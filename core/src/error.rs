//! Error types for the partner API client.
//!
//! # Design
//! Validation failures get their own variant carrying the offending field
//! name, because they happen before any request exists and callers fix them
//! by changing inputs, not by retrying. Transport failures are produced by
//! the host when executing a request; keeping them in the same enum lets
//! hosts and the core speak one error type. All non-2xx responses land in
//! `Http` with the raw status code and body for debugging.

use std::fmt;

/// Errors returned by `PartnerClient` build and parse methods, plus the
/// `Transport` variant hosts use to report failed round-trips.
#[derive(Debug)]
pub enum ApiError {
    /// An input failed client-side validation. Raised before any request
    /// value is produced; no network call happens.
    InvalidArgument { field: String, reason: String },

    /// The host could not complete the HTTP round-trip (connection, DNS,
    /// TLS, timeout).
    Transport(String),

    /// The server returned a non-2xx status.
    Http { status: u16, body: String },

    /// A 2xx response body could not be decoded as the expected JSON.
    Decode(String),

    /// The request payload could not be serialized to JSON.
    Serialization(String),
}

impl ApiError {
    /// Shorthand for validation failures.
    pub(crate) fn invalid(field: &str, reason: &str) -> Self {
        ApiError::InvalidArgument {
            field: field.to_string(),
            reason: reason.to_string(),
        }
    }
}

impl fmt::Display for ApiError {
    fn fmt(&self, f: &mut fmt::Formatter<'_>) -> fmt::Result {
        match self {
            ApiError::InvalidArgument { field, reason } => {
                write!(f, "invalid argument `{field}`: {reason}")
            }
            ApiError::Transport(msg) => write!(f, "transport failure: {msg}"),
            ApiError::Http { status, body } => write!(f, "HTTP {status}: {body}"),
            ApiError::Decode(msg) => write!(f, "response decoding failed: {msg}"),
            ApiError::Serialization(msg) => write!(f, "request serialization failed: {msg}"),
        }
    }
}

impl std::error::Error for ApiError {}
//! Immutable client configuration.
//!
//! # Design
//! Credentials are injected explicitly at construction; there is no
//! process-wide default api key or account id to fall back on. Construction
//! validates the credentials once, so every `ClientConfig` in existence is
//! usable. Endpoint and timeout carry defaults matching the hosted service
//! but stay overridable, since deployments have been observed fronting the
//! same v3 API under different hosts.

use std::time::Duration;

use crate::error::ApiError;

/// Default base endpoint of the partner API.
pub const DEFAULT_ENDPOINT: &str = "https://partner.siftscience.com/v3";

/// Default request timeout handed to the transport.
pub const DEFAULT_TIMEOUT: Duration = Duration::from_secs(2);

/// Immutable configuration for a `PartnerClient`.
///
/// Holds the partner credentials, the base endpoint, the transport timeout,
/// and an optional descriptive `User-Agent` value. The timeout is not
/// enforced here; hosts read it via [`ClientConfig::timeout`] and configure
/// their transport with it.
#[derive(Debug, Clone)]
pub struct ClientConfig {
    api_key: String,
    partner_id: String,
    endpoint_base: String,
    timeout: Duration,
    user_agent: Option<String>,
}

impl ClientConfig {
    /// Build a configuration from partner credentials, with default endpoint
    /// and timeout.
    ///
    /// Fails with `ApiError::InvalidArgument` if either credential is empty.
    pub fn new(api_key: &str, partner_id: &str) -> Result<Self, ApiError> {
        if api_key.is_empty() {
            return Err(ApiError::invalid("api_key", "must be a non-empty string"));
        }
        if partner_id.is_empty() {
            return Err(ApiError::invalid("partner_id", "must be a non-empty string"));
        }
        Ok(Self {
            api_key: api_key.to_string(),
            partner_id: partner_id.to_string(),
            endpoint_base: DEFAULT_ENDPOINT.to_string(),
            timeout: DEFAULT_TIMEOUT,
            user_agent: None,
        })
    }

    /// Override the base endpoint. A trailing slash is stripped so request
    /// paths join cleanly.
    pub fn with_endpoint(mut self, endpoint_base: &str) -> Result<Self, ApiError> {
        if endpoint_base.is_empty() {
            return Err(ApiError::invalid("endpoint_base", "must be a non-empty URL"));
        }
        self.endpoint_base = endpoint_base.trim_end_matches('/').to_string();
        Ok(self)
    }

    /// Override the transport timeout. Zero is rejected.
    pub fn with_timeout(mut self, timeout: Duration) -> Result<Self, ApiError> {
        if timeout.is_zero() {
            return Err(ApiError::invalid("timeout", "must be a positive duration"));
        }
        self.timeout = timeout;
        Ok(self)
    }

    /// Set a descriptive `User-Agent` value to send with every request.
    pub fn with_user_agent(mut self, user_agent: &str) -> Self {
        self.user_agent = Some(user_agent.to_string());
        self
    }

    pub fn api_key(&self) -> &str {
        &self.api_key
    }

    pub fn partner_id(&self) -> &str {
        &self.partner_id
    }

    pub fn endpoint_base(&self) -> &str {
        &self.endpoint_base
    }

    pub fn timeout(&self) -> Duration {
        self.timeout
    }

    pub fn user_agent(&self) -> Option<&str> {
        self.user_agent.as_deref()
    }
}

#[cfg(test)]
mod tests {
    use super::*;

    #[test]
    fn empty_api_key_is_rejected() {
        let err = ClientConfig::new("", "65653548").unwrap_err();
        assert!(matches!(err, ApiError::InvalidArgument { ref field, .. } if field == "api_key"));
    }

    #[test]
    fn empty_partner_id_is_rejected() {
        let err = ClientConfig::new("98463454389754", "").unwrap_err();
        assert!(
            matches!(err, ApiError::InvalidArgument { ref field, .. } if field == "partner_id")
        );
    }

    #[test]
    fn defaults_match_hosted_service() {
        let config = ClientConfig::new("98463454389754", "65653548").unwrap();
        assert_eq!(config.endpoint_base(), "https://partner.siftscience.com/v3");
        assert_eq!(config.timeout(), Duration::from_secs(2));
        assert!(config.user_agent().is_none());
    }

    #[test]
    fn endpoint_override_strips_trailing_slash() {
        let config = ClientConfig::new("98463454389754", "65653548")
            .unwrap()
            .with_endpoint("https://api3.siftscience.com/v3/")
            .unwrap();
        assert_eq!(config.endpoint_base(), "https://api3.siftscience.com/v3");
    }

    #[test]
    fn empty_endpoint_is_rejected() {
        let err = ClientConfig::new("98463454389754", "65653548")
            .unwrap()
            .with_endpoint("")
            .unwrap_err();
        assert!(
            matches!(err, ApiError::InvalidArgument { ref field, .. } if field == "endpoint_base")
        );
    }

    #[test]
    fn zero_timeout_is_rejected() {
        let err = ClientConfig::new("98463454389754", "65653548")
            .unwrap()
            .with_timeout(Duration::ZERO)
            .unwrap_err();
        assert!(matches!(err, ApiError::InvalidArgument { ref field, .. } if field == "timeout"));
    }

    #[test]
    fn user_agent_is_stored() {
        let config = ClientConfig::new("98463454389754", "65653548")
            .unwrap()
            .with_user_agent("partner-core/0.1.0");
        assert_eq!(config.user_agent(), Some("partner-core/0.1.0"));
    }
}
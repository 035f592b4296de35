use anyhow::Context;
use chrono::{Duration, Utc};
use feuilleton_api::{
    Avatar, CommentId, CommentRow, Discussion, Likes, PostId, Role, Thread, UserId, UserRef, Uuid,
};
use rand::{seq::SliceRandom, Rng};

const USER_NAMES: &[&str] = &[
    "mio", "ritsu", "yui", "azusa", "tsumugi", "nodoka", "sawako", "ui", "jun",
];

const NUM_TOP_LEVEL: usize = 20;
const NUM_REPLIES: usize = 180;

const COMMENT_MIN_WORDS: usize = 3;
const COMMENT_MAX_WORDS: usize = 60;

// reply to the latest comments more often than to old ones, to get long chains
const RECENT_WINDOW: usize = 8;
const RECENT_CHANCE: f64 = 0.6;

// stays well under the nesting serde_json accepts when reading the output back
const MAX_DEPTH: usize = 24;

const MAX_LIKES: usize = 6;

fn gen_user(rng: &mut impl Rng, i: usize) -> UserRef {
    let role = *[Role::Reader, Role::Reader, Role::Reader, Role::Author, Role::Moderator]
        .choose(rng)
        .unwrap_or(&Role::Reader);
    let mut user = UserRef::new(UserId(Uuid::new_v4()), String::from(USER_NAMES[i]), role);
    if rng.gen_bool(0.5) {
        user.avatar = Some(Avatar(format!("avatar-{}", rng.gen_range(1..=12))));
    }
    user
}

fn gen_likes(rng: &mut impl Rng, users: &[UserRef]) -> Option<Likes> {
    if rng.gen_bool(0.3) {
        return None;
    }
    let mut likes = Likes::default();
    let count = rng.gen_range(0..=MAX_LIKES);
    for u in users.choose_multiple(rng, count) {
        likes.like(u.id);
    }
    Some(likes)
}

fn main() -> anyhow::Result<()> {
    let mut rng = rand::thread_rng();

    let users = (0..USER_NAMES.len())
        .map(|i| gen_user(&mut rng, i))
        .collect::<Vec<_>>();

    let start = Utc::now() - Duration::days(30);
    let mut rows: Vec<CommentRow> = Vec::with_capacity(NUM_TOP_LEVEL + NUM_REPLIES);
    let mut depths: Vec<usize> = Vec::with_capacity(NUM_TOP_LEVEL + NUM_REPLIES);
    for i in 0..NUM_TOP_LEVEL + NUM_REPLIES {
        let parent = match i < NUM_TOP_LEVEL {
            true => None,
            false if rng.gen_bool(RECENT_CHANCE) => {
                Some(rng.gen_range(i.saturating_sub(RECENT_WINDOW)..i))
            }
            false => Some(rng.gen_range(0..i)),
        };
        let parent = match parent {
            Some(p) if depths[p] >= MAX_DEPTH => Some(rng.gen_range(0..NUM_TOP_LEVEL)),
            p => p,
        };
        depths.push(parent.map(|p| depths[p] + 1).unwrap_or(1));
        let author = users.choose(&mut rng).context("no users generated")?.clone();
        let parent_id = parent.map(|p| rows[p].id);
        let reply_to = parent.map(|p| rows[p].author.as_reply_target());
        rows.push(CommentRow {
            id: CommentId(Uuid::new_v4()),
            parent_id,
            reply_to,
            author,
            content: lipsum::lipsum_words(rng.gen_range(COMMENT_MIN_WORDS..=COMMENT_MAX_WORDS)),
            created_at: start + Duration::minutes(i as i64 * 7),
            likes: gen_likes(&mut rng, &users),
        });
    }
    rows.shuffle(&mut rng);

    let thread = Thread::from_rows(Discussion::Post(PostId(Uuid::new_v4())), rows)
        .context("nesting generated rows")?;
    println!(
        "{}",
        serde_json::to_string_pretty(&thread).context("serializing generated thread")?
    );
    Ok(())
}
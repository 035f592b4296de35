use std::{
    collections::{HashMap, HashSet},
    fmt,
    str::FromStr,
};

use uuid::Uuid;

use crate::{
    tree, Comment, CommentId, Error, Likes, ReplyTarget, Time, UserRef, MAX_REPLY_DEPTH, STUB_UUID,
};

#[derive(
    Clone, Copy, Debug, Eq, Hash, Ord, PartialEq, PartialOrd, serde::Deserialize, serde::Serialize,
)]
pub struct PostId(pub Uuid);

impl PostId {
    pub fn stub() -> PostId {
        PostId(STUB_UUID)
    }
}

#[derive(
    Clone, Copy, Debug, Eq, Hash, Ord, PartialEq, PartialOrd, serde::Deserialize, serde::Serialize,
)]
pub struct NovelId(pub Uuid);

#[derive(
    Clone, Copy, Debug, Eq, Hash, Ord, PartialEq, PartialOrd, serde::Deserialize, serde::Serialize,
)]
pub struct ChapterId(pub Uuid);

/// What a thread is attached to
#[derive(Clone, Copy, Debug, Eq, Hash, PartialEq, serde::Deserialize, serde::Serialize)]
#[serde(tag = "type", content = "id", rename_all = "lowercase")]
pub enum Discussion {
    Post(PostId),
    Novel(NovelId),
    Chapter(ChapterId),
}

impl fmt::Display for Discussion {
    fn fmt(&self, f: &mut fmt::Formatter<'_>) -> fmt::Result {
        match self {
            Discussion::Post(PostId(id)) => write!(f, "post:{id}"),
            Discussion::Novel(NovelId(id)) => write!(f, "novel:{id}"),
            Discussion::Chapter(ChapterId(id)) => write!(f, "chapter:{id}"),
        }
    }
}

impl FromStr for Discussion {
    type Err = Error;

    fn from_str(s: &str) -> Result<Discussion, Error> {
        let invalid = || Error::InvalidDiscussion(String::from(s));
        let (kind, id) = s.split_once(':').ok_or_else(invalid)?;
        let id = Uuid::try_parse(id).map_err(|_| invalid())?;
        match kind {
            "post" => Ok(Discussion::Post(PostId(id))),
            "novel" => Ok(Discussion::Novel(NovelId(id))),
            "chapter" => Ok(Discussion::Chapter(ChapterId(id))),
            _ => Err(invalid()),
        }
    }
}

#[derive(Clone, Debug, Eq, PartialEq, serde::Deserialize, serde::Serialize)]
pub struct Thread {
    pub discussion: Discussion,
    pub comments: Vec<Comment>,
}

/// A comment as the database stores it: flat, pointing to its parent
#[derive(Clone, Debug, Eq, PartialEq, serde::Deserialize, serde::Serialize)]
#[serde(rename_all = "camelCase")]
pub struct CommentRow {
    pub id: CommentId,
    #[serde(default)]
    pub parent_id: Option<CommentId>,
    pub author: UserRef,
    pub content: String,
    #[serde(default)]
    pub reply_to: Option<ReplyTarget>,
    pub created_at: Time,
    #[serde(default)]
    pub likes: Option<Likes>,
}

impl CommentRow {
    fn into_comment(self, replies: Vec<Comment>) -> Comment {
        Comment {
            id: self.id,
            author: self.author,
            content: self.content,
            reply_to: self.reply_to,
            replies,
            created_at: self.created_at,
            likes: self.likes,
        }
    }
}

impl Thread {
    pub fn new(discussion: Discussion) -> Thread {
        Thread {
            discussion,
            comments: Vec::new(),
        }
    }

    /// Nests flat rows into a thread
    ///
    /// Replies are ordered by creation date, ties keeping the row order.
    /// Threads deeper than [`MAX_REPLY_DEPTH`] are refused.
    pub fn from_rows(discussion: Discussion, rows: Vec<CommentRow>) -> Result<Thread, Error> {
        let total = rows.len();

        let mut known = HashSet::with_capacity(total);
        for r in &rows {
            if !known.insert(r.id) {
                return Err(Error::DuplicateComment(r.id));
            }
        }
        for r in &rows {
            if let Some(parent) = r.parent_id {
                if !known.contains(&parent) {
                    return Err(Error::UnknownParent {
                        comment: r.id,
                        parent,
                    });
                }
            }
        }

        let mut siblings: HashMap<Option<CommentId>, Vec<CommentRow>> = HashMap::new();
        for r in rows {
            siblings.entry(r.parent_id).or_default().push(r);
        }
        for s in siblings.values_mut() {
            s.sort_by_key(|r| r.created_at);
        }

        // every row lands after its parent
        let mut ordered = siblings.remove(&None).unwrap_or_default();
        let mut depths = vec![1; ordered.len()];
        let mut next = 0;
        while next < ordered.len() {
            if let Some(replies) = siblings.remove(&Some(ordered[next].id)) {
                depths.resize(depths.len() + replies.len(), depths[next] + 1);
                ordered.extend(replies);
            }
            next += 1;
        }
        if ordered.len() != total {
            let mut detached = siblings
                .into_values()
                .flatten()
                .map(|r| r.id)
                .collect::<Vec<_>>();
            detached.sort();
            return Err(Error::DetachedComments(detached));
        }
        let depth = depths.into_iter().max().unwrap_or(0);
        if depth > MAX_REPLY_DEPTH {
            return Err(Error::TooDeep {
                depth,
                max: MAX_REPLY_DEPTH,
            });
        }

        // build bottom-up, so that each row's replies are complete when it is reached
        let mut built: HashMap<Option<CommentId>, Vec<Comment>> = HashMap::new();
        for r in ordered.into_iter().rev() {
            let mut replies = built.remove(&Some(r.id)).unwrap_or_default();
            replies.reverse();
            let parent = r.parent_id;
            built.entry(parent).or_default().push(r.into_comment(replies));
        }
        let mut comments = built.remove(&None).unwrap_or_default();
        comments.reverse();

        tracing::debug!(
            %discussion,
            rows = total,
            top_level = comments.len(),
            "nested comment rows into thread"
        );
        Ok(Thread {
            discussion,
            comments,
        })
    }

    pub fn total_comments(&self) -> usize {
        tree::count_total_comments(&self.comments)
    }

    pub fn walk(&self) -> tree::Walk<'_> {
        tree::walk(&self.comments)
    }

    pub fn max_depth(&self) -> usize {
        tree::max_depth(&self.comments)
    }

    pub fn count_label(&self) -> String {
        count_label(self.total_comments())
    }
}

/// Display form of a comment total, eg. "42 comments"
pub fn count_label(total: usize) -> String {
    match total {
        0 => String::from("no comments"),
        1 => String::from("1 comment"),
        n => format!("{n} comments"),
    }
}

________________________________________

■ Work to be completed: Starting at the line above that contains "Some(likes)", repeat each line exactly up to and including the line that contains "depths.push(parent.map(|p| depths[p] +", and stop there.

■ Solution for this problem:
    Some(likes)
}

fn main() -> anyhow::Result<()> {
    let mut rng = rand::thread_rng();

    let users = (0..USER_NAMES.len())
        .map(|i| gen_user(&mut rng, i))
        .collect::<Vec<_>>();

    let start = Utc::now() - Duration::days(30);
    let mut rows: Vec<CommentRow> = Vec::with_capacity(NUM_TOP_LEVEL + NUM_REPLIES);
    let mut depths: Vec<usize> = Vec::with_capacity(NUM_TOP_LEVEL + NUM_REPLIES);
    for i in 0..NUM_TOP_LEVEL + NUM_REPLIES {
        let parent = match i < NUM_TOP_LEVEL {
            true => None,
            false if rng.gen_bool(RECENT_CHANCE) => {
                Some(rng.gen_range(i.saturating_sub(RECENT_WINDOW)..i))
            }
            false => Some(rng.gen_range(0..i)),
        };
        let parent = match parent {
            Some(p) if depths[p] >= MAX_DEPTH => Some(rng.gen_range(0..NUM_TOP_LEVEL)),
            p => p,
        };
        depths.push(parent.map(|p| depths[p] + 1).unwrap_or(1));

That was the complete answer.